Per uno stato, laico solo sulla carta, ma bigotto sotto tutti i punti di vista si tratta di una vera rivoluzione quella segnalata dalla circolare interna del comune di Torino che autorizza i dipendenti comunali transessuali ad avere sul tesserino – non ancora sul documento di identità – il nome scelto e non quello anagrafico, ancora prima che il processo di transizione da un sesso all’altro sua concluso.

 

Una scelta  dir poco azzardata in uno stato bacchettone e chiuso a riccio su certi tipi di diversità.

Una scelta però che risponde a una lotta sulla parità di diritti, come spiega Alessandro Battaglia, coordinatore del Torino Pride che ha fortemente voluto questo provvedimento: “abbiamo portato avanti questa richiesta non perché ci fossero istanze di singoli interessati, ma come primo passo di una campagna che vuole riconoscere il diritto all’identità a livello nazionale con un cambio delle norme”.

 

Questa delibera comunale è frutto di un percorso iniziato il 22 novembre scorso durante Trans Freedom March e che è stato approfondito durante il il convegno sulle prospettive di riforma della legge n. 164 del 1982 sul cambiamento di sesso, fino ad approdare all’approvazione definitiva in consiglio comunale.

 

 

 

Dipendenti Comunali. Un Tesserino Personalizzato Che Non Intacca L’Identificazione

 

 

 

 

Cerchiamo di spiegare in concreto cosa stabilisce questa delibera comunale. Ogni dipendente del comune viene identificato attraverso un codice numero, riportato sul tesserino di riconoscimento, che fa capo a un fascicolo personale, il quale riportata tutti i dati anagrafici.

 

Con questa delibera è stato deciso che, chi vorrà, potrà riportare sul tesserino il nome non ufficiale. Di fatto non viene a mancare il principio dell’identificazione del dipendente, poiché, come spiega l’assessore alle pari opportunità del comune di Torino, Ilda Curti, “se vado all’anagrafe voglio che mi sia consegnato il documento richiesto e poco importa se il nome sul tesserino del dipendente sia da uomo o donna, l’importante è che mi sia possibile identificarlo e questa possibilità rimane”.

 

 

 

 

Tesserino Personalizzato.

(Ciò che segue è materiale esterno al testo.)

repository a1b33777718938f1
//! Error types

mod config_error;

pub use config_error::ConfigError;
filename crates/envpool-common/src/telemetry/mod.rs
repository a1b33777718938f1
//! Telemetry and tracing setup

mod tracing_setup;

pub use tracing_setup::{
    init_tracing, init_tracing_with_config, try_init_tracing, try_init_tracing_with_config,
    TracingConfig, TracingError,
};
//! Environment fixtures

use std::collections::HashMap;

/// Environment map type used throughout the tests
pub type TestEnv = HashMap<String, String>;

/// The four required variables with throwaway values
pub fn valid_env() -> TestEnv {
    env_from(&[
        ("MYSQL_HOST", "localhost"),
        ("MYSQL_USER", "root"),
        ("MYSQL_PASSWORD", "password"),
        ("MYSQL_DATABASE", "test"),
    ])
}

/// `valid_env` using the older `MYSQL_USERNAME` spelling
pub fn legacy_env() -> TestEnv {
    let mut env = valid_env();
    let user = env.remove("MYSQL_USER").unwrap_or_default();
    env.insert("MYSQL_USERNAME".to_string(), user);
    env
}

/// `valid_env` with extra or overriding variables
pub fn valid_env_with(overrides: &[(&str, &str)]) -> TestEnv {
    let mut env = valid_env();
    env.extend(env_from(overrides));
    env
}

pub fn env_from(pairs: &[(&str, &str)]) -> TestEnv {
    pairs
        .iter()
        .map(|(k, v)| ((*k).to_string(), (*v).to_string()))
        .collect()
}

Una Conquista Per Tutta Torino

 

 

 

 

Non si tratta solo di un traguardo raggiunto dalla comunità trans; l’inserimento del tesserino di riconoscimento personalizzato per i dipendenti comunali di Torino è una vera e propria conquista per l’intera comunità piemontese.

Questa novità andrà a incidere sulla qualità della vita delle persone, non solo trans, perché un lavoratore sereno offrirà un servizio migliore” afferma Christian Ballarin, responsabile di SpoT (Sportello Transgender).

 

Anche dal Comune arrivano ringraziamenti e soddisfazioni per voce del coordinatore del Torino Pride Alessandro Battaglia: “questa novità rende la nostra Città ancora più attenta ed inclusiva per tutte e tutti. Si tratta di una decisione epocale anche se legata al solo luogo di lavoro in quanto la legge italiana, ad oggi, nonostante alcune recenti sentenze lascino intravedere la possibilità che le cose possano cambiare, non permette il cambio del nome prima degli interventi chirurgici”.